Selon BASE, l’arche a été retirée du mont du Temple à Jérusalem sous le règne de Manassé où elle a été transportée pour la première fois dans une colonie juive sur l’île Éléphantine en Égypte.

Après cela, on pense qu’il a été descendu du Nil jusqu’au lac Tana en Ethiopie et en particulier à l’île Tana Kirkos, qui est considérée comme une île sainte peuplée uniquement de moines chrétiens.

De là, l’Arche a ensuite été déplacée vers Axum, ou Aksum, une ville du nord du pays.

La violence ethnique sur des choses telles que la terre et les ressources est un problème permanent sous Abiy Ahmed. Il est devenu Premier ministre en avril 2018.

Fin novembre, Ahmed a déclaré la victoire contre le TPLF après que les forces pro-gouvernementales ont pris le contrôle de la capitale régionale, Mekele.

Son gouvernement a nié l’implication de l’Érythrée mais a récemment reculé sur son affirmation selon laquelle aucun civil n’avait été tué pendant la campagne.

Le ministère des Affaires étrangères a admis que «des viols, des pillages, des meurtres de masse impitoyables et intentionnels» pouvaient se produire dans un conflit où «beaucoup sont illégalement armés».
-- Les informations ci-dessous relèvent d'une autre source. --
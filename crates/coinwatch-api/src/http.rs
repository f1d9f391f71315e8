//! HTTP backend abstraction for provider APIs.
//!
//! A trait-based backend allows dependency injection and testing without a
//! network. The production implementation uses reqwest with exponential
//! backoff for transient errors; market-data APIs rate-limit aggressively,
//! so 429 is retried alongside 5xx.

use crate::config::ProviderConfig;
use crate::error::{ApiError, ApiResult};
use async_trait::async_trait;
use serde::de::DeserializeOwned;
use std::time::Duration;
use url::Url;

/// Trait for HTTP backends that fetch JSON from URLs.
///
/// Clients are generic over the backend; production wiring uses
/// [`ReqwestBackend`], tests use the canned fake in [`testing`].
#[async_trait]
pub trait HttpBackend: Send + Sync {
    /// Fetch JSON from a URL and deserialize it.
    async fn get_json<T: DeserializeOwned + Send>(&self, url: &Url) -> ApiResult<T>;
}

/// Production HTTP backend using reqwest with retry logic.
pub struct ReqwestBackend {
    client: reqwest::Client,
    max_retries: u8,
    retry_base_delay_ms: u64,
    api_key: Option<(&'static str, String)>,
}

impl ReqwestBackend {
    /// Create a backend from a provider config.
    pub fn new(config: &ProviderConfig) -> ApiResult<Self> {
        let client = reqwest::Client::builder()
            .timeout(Duration::from_secs(30))
            .build()?;

        Ok(Self {
            client,
            max_retries: config.max_retries,
            retry_base_delay_ms: config.retry_base_delay_ms,
            api_key: config
                .api_key
                .clone()
                .map(|key| (config.api_key_header, key)),
        })
    }

    fn build_request(&self, url: &Url) -> reqwest::RequestBuilder {
        let mut request = self.client.get(url.as_str());
        if let Some((header, key)) = &self.api_key {
            request = request.header(*header, key);
        }
        request
    }

    /// Fetch a URL, retrying network errors, 5xx, and 429 with backoff.
    async fn fetch_with_retry(&self, url: &Url) -> ApiResult<reqwest::Response> {
        let mut last_error: Option<ApiError> = None;

        for attempt in 0..=self.max_retries {
            if attempt > 0 {
                let delay = Duration::from_millis(
                    self.retry_base_delay_ms * 2u64.pow(u32::from(attempt) - 1),
                );
                tokio::time::sleep(delay).await;
            }

            match self.build_request(url).send().await {
                Ok(response) => {
                    let status = response.status();
                    if status.is_success() {
                        return Ok(response);
                    }

                    if status.as_u16() == 429 {
                        if attempt < self.max_retries {
                            tracing::warn!(url = %url, attempt, "rate limited, backing off");
                            last_error = Some(ApiError::RateLimited {
                                url: url.to_string(),
                            });
                            continue;
                        }
                        return Err(ApiError::RateLimited {
                            url: url.to_string(),
                        });
                    }

                    // 5xx is a server-side issue and worth retrying
                    if status.is_server_error() && attempt < self.max_retries {
                        last_error = Some(ApiError::RequestFailed {
                            status: status.as_u16(),
                            url: url.to_string(),
                        });
                        continue;
                    }

                    // 404 on a coin path means the coin ID is wrong, not the request
                    if status.as_u16() == 404 {
                        if let Some(coin_id) = extract_coin_id_from_path(url.path()) {
                            return Err(ApiError::CoinNotFound {
                                provider: "coingecko",
                                coin_id,
                            });
                        }
                    }

                    return Err(ApiError::RequestFailed {
                        status: status.as_u16(),
                        url: url.to_string(),
                    });
                }
                Err(e) => {
                    if attempt < self.max_retries {
                        last_error = Some(e.into());
                        continue;
                    }
                    return Err(e.into());
                }
            }
        }

        Err(last_error.unwrap_or_else(|| ApiError::InvalidResponse {
            message: "unknown error during fetch".to_string(),
        }))
    }
}

/// Try to extract a coin ID from a CoinGecko coin path.
fn extract_coin_id_from_path(path: &str) -> Option<String> {
    let path = path.trim_start_matches('/');
    let rest = path.strip_prefix("api/v3/coins/")?;
    let id = rest.split('/').next()?;
    if id.is_empty() || id == "markets" {
        return None;
    }
    Some(id.to_string())
}

#[async_trait]
impl HttpBackend for ReqwestBackend {
    async fn get_json<T: DeserializeOwned + Send>(&self, url: &Url) -> ApiResult<T> {
        let response = self.fetch_with_retry(url).await?;
        let data: T = response.json().await?;
        Ok(data)
    }
}

// ============================================================================
// Fake backend for testing
// ============================================================================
Il a reproché à la milice tigréenne d’avoir laissé la région «vulnérable».

Les organisations humanitaires ont mis en garde contre une possible crise de la faim de la même ampleur que précédemment dans les années 1980.

Selon l’ONU, 80 pour cent de la population de Tigray, qui compte six millions d’habitants, est coupée de l’aide.

En décembre, au moins 102 civils auraient été massacrés lors d’une flambée de violence ethnique en Éthiopie.

Des rapports locaux ont indiqué que l’armée éthiopienne avait répondu en tuant au moins 42 militants dans la région occidentale de Benishangul-Gumuz.

L’attaque contre des civils est intervenue un jour après la visite du Premier ministre Abiy Ahmed – lauréat du prix Nobel de la paix 2019 – qui a appelé à la justice des rebelles armés.

La Commission éthiopienne des droits de l’homme a mis en garde en novembre contre le «rythme incessant» des attaques dans la région.

En 2019, Ahmed a reçu le prix Nobel de la paix de 730000 £ pour son travail visant à mettre fin aux 20 ans de conflit avec l’Érythrée.

Cependant, il est aux prises avec des troubles dans son propre pays, qui est déchiré par les tensions entre plus de 80 groupes ethniques.

Début novembre, il a lancé des frappes aériennes et envoyé l’armée combattre les rebelles armés dans la région du nord du Tigray.

Plus de six semaines de conflit depuis lors avaient déplacé près de 950 000 personnes à la fin de l’année dernière.

Il a également aspiré des troupes fédérales d’ailleurs dans le pays, faisant craindre un vide sécuritaire dans d’autres régions agitées.